Assignment — The lines from the start of the records through the one containing "a terminal status." are to be restated word for word; please include both ends.

Dataset —
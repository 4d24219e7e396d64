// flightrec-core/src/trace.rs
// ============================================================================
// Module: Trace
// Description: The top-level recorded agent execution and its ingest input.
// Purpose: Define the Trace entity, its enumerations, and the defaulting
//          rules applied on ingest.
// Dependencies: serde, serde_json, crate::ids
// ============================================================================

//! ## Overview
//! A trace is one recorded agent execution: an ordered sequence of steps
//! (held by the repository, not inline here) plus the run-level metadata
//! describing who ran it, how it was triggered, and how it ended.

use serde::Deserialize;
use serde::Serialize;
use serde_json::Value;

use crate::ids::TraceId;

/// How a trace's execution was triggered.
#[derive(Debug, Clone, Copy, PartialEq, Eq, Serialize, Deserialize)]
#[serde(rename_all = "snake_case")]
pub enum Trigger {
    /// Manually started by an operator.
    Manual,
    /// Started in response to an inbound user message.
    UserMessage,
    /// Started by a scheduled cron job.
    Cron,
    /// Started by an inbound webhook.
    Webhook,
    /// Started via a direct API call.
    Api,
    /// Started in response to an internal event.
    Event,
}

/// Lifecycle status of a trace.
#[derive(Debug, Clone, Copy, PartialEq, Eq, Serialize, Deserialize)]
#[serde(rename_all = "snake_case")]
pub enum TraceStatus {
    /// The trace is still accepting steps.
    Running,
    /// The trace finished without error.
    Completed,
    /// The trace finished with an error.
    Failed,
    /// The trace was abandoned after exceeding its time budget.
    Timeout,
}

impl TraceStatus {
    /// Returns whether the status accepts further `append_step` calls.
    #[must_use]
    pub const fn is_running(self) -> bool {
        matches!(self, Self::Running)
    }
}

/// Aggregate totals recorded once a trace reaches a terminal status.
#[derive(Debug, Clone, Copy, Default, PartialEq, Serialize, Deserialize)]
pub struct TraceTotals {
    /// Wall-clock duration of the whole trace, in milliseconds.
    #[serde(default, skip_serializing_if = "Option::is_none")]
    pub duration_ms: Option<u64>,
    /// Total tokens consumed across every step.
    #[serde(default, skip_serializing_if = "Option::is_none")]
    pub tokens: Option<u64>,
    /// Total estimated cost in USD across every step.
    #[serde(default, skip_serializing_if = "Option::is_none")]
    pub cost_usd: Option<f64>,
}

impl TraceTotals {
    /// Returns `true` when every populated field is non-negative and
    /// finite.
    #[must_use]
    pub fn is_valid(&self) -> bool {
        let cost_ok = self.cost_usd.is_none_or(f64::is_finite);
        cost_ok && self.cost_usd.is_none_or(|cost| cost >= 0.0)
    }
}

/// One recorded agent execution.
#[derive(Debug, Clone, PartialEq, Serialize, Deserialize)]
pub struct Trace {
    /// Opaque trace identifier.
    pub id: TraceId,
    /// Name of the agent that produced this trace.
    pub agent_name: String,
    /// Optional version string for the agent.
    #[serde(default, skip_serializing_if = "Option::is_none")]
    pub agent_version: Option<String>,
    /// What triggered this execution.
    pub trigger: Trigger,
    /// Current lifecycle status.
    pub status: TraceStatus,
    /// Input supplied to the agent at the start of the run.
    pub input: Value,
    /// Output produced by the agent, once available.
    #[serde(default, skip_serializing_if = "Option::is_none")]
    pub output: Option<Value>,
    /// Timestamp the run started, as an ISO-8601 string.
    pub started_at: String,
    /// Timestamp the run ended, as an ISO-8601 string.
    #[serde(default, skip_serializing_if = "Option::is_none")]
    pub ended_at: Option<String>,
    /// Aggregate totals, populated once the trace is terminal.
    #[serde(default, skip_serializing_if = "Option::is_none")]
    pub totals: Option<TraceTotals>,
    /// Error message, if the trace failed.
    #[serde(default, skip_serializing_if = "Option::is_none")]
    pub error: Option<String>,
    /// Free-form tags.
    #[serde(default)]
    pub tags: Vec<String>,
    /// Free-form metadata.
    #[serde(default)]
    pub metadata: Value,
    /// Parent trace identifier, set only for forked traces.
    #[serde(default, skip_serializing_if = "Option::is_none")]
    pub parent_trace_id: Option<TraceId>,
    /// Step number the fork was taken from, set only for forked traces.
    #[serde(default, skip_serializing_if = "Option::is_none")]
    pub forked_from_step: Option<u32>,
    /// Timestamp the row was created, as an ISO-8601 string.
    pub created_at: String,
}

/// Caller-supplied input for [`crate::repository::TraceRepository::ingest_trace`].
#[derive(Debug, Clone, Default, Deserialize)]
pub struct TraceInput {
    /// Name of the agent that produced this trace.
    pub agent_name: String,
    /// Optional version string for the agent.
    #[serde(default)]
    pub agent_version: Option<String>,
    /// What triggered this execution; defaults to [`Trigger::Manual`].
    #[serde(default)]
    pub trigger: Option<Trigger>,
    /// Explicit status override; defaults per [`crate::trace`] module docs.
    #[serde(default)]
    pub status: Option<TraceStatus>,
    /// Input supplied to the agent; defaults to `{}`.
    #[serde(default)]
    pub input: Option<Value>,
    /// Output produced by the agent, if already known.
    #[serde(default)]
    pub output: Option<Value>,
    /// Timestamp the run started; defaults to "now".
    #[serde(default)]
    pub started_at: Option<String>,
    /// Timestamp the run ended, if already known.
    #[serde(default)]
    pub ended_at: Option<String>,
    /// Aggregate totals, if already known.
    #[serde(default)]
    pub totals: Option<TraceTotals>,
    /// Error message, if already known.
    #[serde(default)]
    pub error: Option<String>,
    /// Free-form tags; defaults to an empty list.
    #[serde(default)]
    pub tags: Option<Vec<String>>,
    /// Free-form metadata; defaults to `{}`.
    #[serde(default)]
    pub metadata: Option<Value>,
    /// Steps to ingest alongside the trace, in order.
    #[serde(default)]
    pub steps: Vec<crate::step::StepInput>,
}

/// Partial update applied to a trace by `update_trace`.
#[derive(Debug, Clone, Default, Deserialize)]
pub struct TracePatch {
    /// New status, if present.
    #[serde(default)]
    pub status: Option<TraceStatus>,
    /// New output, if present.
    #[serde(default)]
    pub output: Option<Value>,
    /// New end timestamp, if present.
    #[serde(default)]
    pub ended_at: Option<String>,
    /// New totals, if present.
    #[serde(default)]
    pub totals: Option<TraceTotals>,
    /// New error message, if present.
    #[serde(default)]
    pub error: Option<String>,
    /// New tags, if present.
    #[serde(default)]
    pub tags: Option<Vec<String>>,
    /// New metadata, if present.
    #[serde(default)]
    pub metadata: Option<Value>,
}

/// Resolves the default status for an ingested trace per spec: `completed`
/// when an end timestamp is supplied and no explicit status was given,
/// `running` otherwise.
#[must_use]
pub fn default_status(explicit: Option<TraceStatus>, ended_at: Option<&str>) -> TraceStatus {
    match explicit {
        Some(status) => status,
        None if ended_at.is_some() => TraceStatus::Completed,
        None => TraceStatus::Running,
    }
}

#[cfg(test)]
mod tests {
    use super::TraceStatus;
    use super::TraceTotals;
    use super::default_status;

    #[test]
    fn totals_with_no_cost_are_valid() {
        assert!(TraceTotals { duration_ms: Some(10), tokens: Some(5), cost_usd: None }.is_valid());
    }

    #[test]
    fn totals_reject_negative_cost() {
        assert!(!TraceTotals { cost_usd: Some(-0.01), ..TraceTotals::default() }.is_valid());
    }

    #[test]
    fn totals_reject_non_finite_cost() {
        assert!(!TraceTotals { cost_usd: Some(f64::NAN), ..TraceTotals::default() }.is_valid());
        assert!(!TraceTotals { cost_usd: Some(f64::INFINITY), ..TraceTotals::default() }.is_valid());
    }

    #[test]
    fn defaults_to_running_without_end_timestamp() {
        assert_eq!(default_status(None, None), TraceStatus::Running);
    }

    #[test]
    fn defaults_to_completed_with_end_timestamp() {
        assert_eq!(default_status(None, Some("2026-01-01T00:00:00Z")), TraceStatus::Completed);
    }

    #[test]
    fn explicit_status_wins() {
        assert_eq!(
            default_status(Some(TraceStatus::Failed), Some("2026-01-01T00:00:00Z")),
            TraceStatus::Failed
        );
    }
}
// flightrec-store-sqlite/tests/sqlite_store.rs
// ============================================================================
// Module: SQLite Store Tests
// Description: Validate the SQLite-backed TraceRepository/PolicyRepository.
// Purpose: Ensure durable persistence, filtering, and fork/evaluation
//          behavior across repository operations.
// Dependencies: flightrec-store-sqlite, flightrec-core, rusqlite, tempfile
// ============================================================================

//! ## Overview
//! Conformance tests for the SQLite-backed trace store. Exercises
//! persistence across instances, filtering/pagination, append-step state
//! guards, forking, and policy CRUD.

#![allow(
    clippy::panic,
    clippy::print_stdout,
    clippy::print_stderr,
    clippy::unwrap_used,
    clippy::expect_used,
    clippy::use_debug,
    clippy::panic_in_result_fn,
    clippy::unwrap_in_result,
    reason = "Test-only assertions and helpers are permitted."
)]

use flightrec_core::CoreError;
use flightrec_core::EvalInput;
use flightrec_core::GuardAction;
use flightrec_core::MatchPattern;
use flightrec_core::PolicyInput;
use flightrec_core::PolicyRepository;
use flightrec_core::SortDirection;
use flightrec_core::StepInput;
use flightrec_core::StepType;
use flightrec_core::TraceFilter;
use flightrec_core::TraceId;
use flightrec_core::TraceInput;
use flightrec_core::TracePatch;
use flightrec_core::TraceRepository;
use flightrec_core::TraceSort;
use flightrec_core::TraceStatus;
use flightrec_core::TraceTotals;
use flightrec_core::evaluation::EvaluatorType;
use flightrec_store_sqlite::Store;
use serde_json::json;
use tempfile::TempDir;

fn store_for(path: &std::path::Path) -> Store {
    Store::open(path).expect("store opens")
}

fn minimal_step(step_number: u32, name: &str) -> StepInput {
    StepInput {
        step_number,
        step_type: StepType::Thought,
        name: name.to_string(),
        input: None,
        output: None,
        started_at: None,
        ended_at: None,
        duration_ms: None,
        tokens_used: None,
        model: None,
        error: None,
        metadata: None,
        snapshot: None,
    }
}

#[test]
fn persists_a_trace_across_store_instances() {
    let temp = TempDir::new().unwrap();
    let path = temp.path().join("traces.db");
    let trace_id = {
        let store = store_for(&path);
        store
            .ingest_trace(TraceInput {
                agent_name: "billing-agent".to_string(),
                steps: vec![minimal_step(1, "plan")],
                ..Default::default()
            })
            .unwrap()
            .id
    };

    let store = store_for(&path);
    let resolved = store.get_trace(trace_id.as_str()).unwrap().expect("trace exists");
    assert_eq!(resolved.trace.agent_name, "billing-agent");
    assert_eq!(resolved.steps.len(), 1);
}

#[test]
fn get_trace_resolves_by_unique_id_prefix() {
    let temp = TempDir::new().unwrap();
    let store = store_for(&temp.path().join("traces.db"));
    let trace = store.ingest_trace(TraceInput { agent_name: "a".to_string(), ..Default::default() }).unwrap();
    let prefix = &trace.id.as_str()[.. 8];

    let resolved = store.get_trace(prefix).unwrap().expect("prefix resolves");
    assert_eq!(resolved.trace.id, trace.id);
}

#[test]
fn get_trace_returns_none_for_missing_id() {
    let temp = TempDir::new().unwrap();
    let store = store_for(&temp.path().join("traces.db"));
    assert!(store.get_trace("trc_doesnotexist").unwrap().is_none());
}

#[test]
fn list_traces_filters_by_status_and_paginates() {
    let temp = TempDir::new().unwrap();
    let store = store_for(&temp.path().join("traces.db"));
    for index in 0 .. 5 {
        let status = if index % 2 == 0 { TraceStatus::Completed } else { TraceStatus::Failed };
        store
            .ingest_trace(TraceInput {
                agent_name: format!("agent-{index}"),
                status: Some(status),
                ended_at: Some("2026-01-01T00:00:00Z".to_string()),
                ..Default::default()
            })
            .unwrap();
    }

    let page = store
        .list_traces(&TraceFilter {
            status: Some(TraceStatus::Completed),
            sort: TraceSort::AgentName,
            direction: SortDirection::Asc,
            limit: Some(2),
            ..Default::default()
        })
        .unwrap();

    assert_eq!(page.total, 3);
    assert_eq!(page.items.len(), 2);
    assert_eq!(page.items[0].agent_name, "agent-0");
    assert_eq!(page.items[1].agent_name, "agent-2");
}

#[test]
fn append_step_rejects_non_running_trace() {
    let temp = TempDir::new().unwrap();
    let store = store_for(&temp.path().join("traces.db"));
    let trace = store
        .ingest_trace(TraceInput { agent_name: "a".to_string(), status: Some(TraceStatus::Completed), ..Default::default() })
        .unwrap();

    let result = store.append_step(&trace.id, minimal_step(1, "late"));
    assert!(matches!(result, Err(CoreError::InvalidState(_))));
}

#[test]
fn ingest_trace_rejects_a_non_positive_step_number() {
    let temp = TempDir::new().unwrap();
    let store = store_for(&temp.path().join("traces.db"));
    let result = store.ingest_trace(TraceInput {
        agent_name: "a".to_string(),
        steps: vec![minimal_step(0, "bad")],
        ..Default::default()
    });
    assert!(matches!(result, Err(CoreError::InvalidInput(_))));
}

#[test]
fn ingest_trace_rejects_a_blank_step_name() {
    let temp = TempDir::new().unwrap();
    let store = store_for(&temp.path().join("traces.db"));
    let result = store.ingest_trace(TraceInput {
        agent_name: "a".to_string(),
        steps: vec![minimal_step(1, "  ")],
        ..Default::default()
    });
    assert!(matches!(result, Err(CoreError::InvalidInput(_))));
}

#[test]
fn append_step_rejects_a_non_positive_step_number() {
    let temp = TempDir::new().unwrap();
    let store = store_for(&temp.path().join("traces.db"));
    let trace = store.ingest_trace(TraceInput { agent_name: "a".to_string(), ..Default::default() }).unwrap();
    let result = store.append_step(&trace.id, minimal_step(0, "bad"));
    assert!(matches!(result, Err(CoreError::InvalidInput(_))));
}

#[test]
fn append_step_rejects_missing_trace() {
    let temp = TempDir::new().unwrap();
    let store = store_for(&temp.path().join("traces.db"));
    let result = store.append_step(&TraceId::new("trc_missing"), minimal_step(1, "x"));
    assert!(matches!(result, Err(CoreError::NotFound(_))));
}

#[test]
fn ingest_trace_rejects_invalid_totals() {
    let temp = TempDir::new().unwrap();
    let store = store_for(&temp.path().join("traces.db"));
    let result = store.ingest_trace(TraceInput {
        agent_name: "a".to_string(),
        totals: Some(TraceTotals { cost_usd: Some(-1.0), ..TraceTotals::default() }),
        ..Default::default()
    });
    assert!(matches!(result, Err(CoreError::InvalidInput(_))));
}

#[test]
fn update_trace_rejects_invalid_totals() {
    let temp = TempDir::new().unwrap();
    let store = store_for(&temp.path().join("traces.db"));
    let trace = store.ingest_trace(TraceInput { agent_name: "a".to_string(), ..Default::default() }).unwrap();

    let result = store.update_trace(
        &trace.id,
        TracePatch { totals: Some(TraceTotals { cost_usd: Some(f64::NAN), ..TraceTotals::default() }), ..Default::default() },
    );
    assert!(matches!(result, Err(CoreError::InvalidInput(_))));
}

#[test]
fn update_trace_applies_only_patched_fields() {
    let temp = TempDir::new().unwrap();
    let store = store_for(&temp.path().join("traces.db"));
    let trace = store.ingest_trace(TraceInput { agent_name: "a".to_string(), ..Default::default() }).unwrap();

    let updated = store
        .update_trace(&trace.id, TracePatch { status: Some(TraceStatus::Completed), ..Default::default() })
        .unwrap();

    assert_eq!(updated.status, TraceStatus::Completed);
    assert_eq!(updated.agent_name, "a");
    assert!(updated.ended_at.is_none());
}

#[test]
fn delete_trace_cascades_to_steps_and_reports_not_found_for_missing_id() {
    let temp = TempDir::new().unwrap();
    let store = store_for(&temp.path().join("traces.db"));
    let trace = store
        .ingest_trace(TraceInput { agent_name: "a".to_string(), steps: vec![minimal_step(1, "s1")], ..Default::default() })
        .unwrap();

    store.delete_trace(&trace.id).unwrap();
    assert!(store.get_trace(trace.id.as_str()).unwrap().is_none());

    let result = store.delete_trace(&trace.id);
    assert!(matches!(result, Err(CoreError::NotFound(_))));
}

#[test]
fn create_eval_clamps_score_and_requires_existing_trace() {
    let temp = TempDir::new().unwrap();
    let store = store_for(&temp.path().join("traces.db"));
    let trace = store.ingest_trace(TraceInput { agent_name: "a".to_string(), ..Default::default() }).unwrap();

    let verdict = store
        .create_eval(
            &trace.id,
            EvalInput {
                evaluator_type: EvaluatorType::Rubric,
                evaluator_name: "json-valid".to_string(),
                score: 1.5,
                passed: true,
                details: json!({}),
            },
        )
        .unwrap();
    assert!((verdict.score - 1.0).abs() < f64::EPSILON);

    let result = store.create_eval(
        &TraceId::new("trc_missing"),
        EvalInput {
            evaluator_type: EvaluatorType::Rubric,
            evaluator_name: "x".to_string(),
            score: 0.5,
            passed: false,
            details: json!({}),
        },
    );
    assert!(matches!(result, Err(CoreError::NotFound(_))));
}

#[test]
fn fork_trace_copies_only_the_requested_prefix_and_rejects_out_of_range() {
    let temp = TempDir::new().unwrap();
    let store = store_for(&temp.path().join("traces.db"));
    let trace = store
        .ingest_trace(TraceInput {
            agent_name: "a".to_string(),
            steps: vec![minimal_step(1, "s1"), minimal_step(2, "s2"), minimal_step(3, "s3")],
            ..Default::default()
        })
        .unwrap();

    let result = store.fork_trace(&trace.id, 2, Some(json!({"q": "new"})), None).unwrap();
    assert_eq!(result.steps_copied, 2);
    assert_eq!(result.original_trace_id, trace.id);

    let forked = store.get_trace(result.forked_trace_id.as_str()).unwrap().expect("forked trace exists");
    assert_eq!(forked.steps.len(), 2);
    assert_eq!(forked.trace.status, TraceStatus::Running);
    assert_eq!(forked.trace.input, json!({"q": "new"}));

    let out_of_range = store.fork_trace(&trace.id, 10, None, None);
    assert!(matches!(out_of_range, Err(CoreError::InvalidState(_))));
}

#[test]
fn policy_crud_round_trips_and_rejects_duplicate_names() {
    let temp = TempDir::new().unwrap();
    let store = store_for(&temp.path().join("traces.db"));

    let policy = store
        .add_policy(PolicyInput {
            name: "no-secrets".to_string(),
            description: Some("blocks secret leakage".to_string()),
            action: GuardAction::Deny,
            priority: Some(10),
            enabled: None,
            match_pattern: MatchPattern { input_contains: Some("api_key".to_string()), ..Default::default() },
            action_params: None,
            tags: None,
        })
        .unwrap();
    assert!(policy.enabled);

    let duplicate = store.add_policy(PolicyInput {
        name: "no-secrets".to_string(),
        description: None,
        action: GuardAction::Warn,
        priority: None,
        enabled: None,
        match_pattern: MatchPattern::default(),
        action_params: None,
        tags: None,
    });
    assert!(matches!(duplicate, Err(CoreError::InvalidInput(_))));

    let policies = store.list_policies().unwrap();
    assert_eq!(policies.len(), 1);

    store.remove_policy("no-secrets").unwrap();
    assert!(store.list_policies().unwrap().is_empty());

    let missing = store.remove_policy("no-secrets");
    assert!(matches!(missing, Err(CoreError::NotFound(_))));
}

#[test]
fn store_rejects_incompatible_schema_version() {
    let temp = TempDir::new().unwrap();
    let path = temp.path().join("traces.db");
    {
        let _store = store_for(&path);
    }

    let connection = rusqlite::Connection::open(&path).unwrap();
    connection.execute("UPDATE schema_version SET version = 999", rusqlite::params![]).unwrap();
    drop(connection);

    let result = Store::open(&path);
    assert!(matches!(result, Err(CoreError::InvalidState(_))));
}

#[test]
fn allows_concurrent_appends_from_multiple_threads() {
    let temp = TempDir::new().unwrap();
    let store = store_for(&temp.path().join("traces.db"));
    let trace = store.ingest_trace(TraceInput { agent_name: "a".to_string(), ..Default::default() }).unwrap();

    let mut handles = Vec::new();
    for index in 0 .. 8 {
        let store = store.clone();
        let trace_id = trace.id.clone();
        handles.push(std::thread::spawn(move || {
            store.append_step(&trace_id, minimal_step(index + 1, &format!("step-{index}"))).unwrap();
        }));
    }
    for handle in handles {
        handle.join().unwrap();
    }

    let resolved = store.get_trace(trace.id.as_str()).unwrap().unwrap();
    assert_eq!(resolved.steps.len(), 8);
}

Response box —
repository 4d24219e7e396d64
// flightrec-core/src/trace.rs
// ============================================================================
// Module: Trace
// Description: The top-level recorded agent execution and its ingest input.
// Purpose: Define the Trace entity, its enumerations, and the defaulting
//          rules applied on ingest.
// Dependencies: serde, serde_json, crate::ids
// ============================================================================

//! ## Overview
//! A trace is one recorded agent execution: an ordered sequence of steps
//! (held by the repository, not inline here) plus the run-level metadata
//! describing who ran it, how it was triggered, and how it ended.

use serde::Deserialize;
use serde::Serialize;
use serde_json::Value;

use crate::ids::TraceId;

/// How a trace's execution was triggered.
#[derive(Debug, Clone, Copy, PartialEq, Eq, Serialize, Deserialize)]
#[serde(rename_all = "snake_case")]
pub enum Trigger {
    /// Manually started by an operator.
    Manual,
    /// Started in response to an inbound user message.
    UserMessage,
    /// Started by a scheduled cron job.
    Cron,
    /// Started by an inbound webhook.
    Webhook,
    /// Started via a direct API call.
    Api,
    /// Started in response to an internal event.
    Event,
}

/// Lifecycle status of a trace.
#[derive(Debug, Clone, Copy, PartialEq, Eq, Serialize, Deserialize)]
#[serde(rename_all = "snake_case")]
pub enum TraceStatus {
    /// The trace is still accepting steps.
    Running,
    /// The trace finished without error.
    Completed,
    /// The trace finished with an error.
    Failed,
    /// The trace was abandoned after exceeding its time budget.
    Timeout,
}

impl TraceStatus {
    /// Returns whether the status accepts further `append_step` calls.
    #[must_use]
    pub const fn is_running(self) -> bool {
        matches!(self, Self::Running)
    }
}

/// Aggregate totals recorded once a trace reaches a terminal status.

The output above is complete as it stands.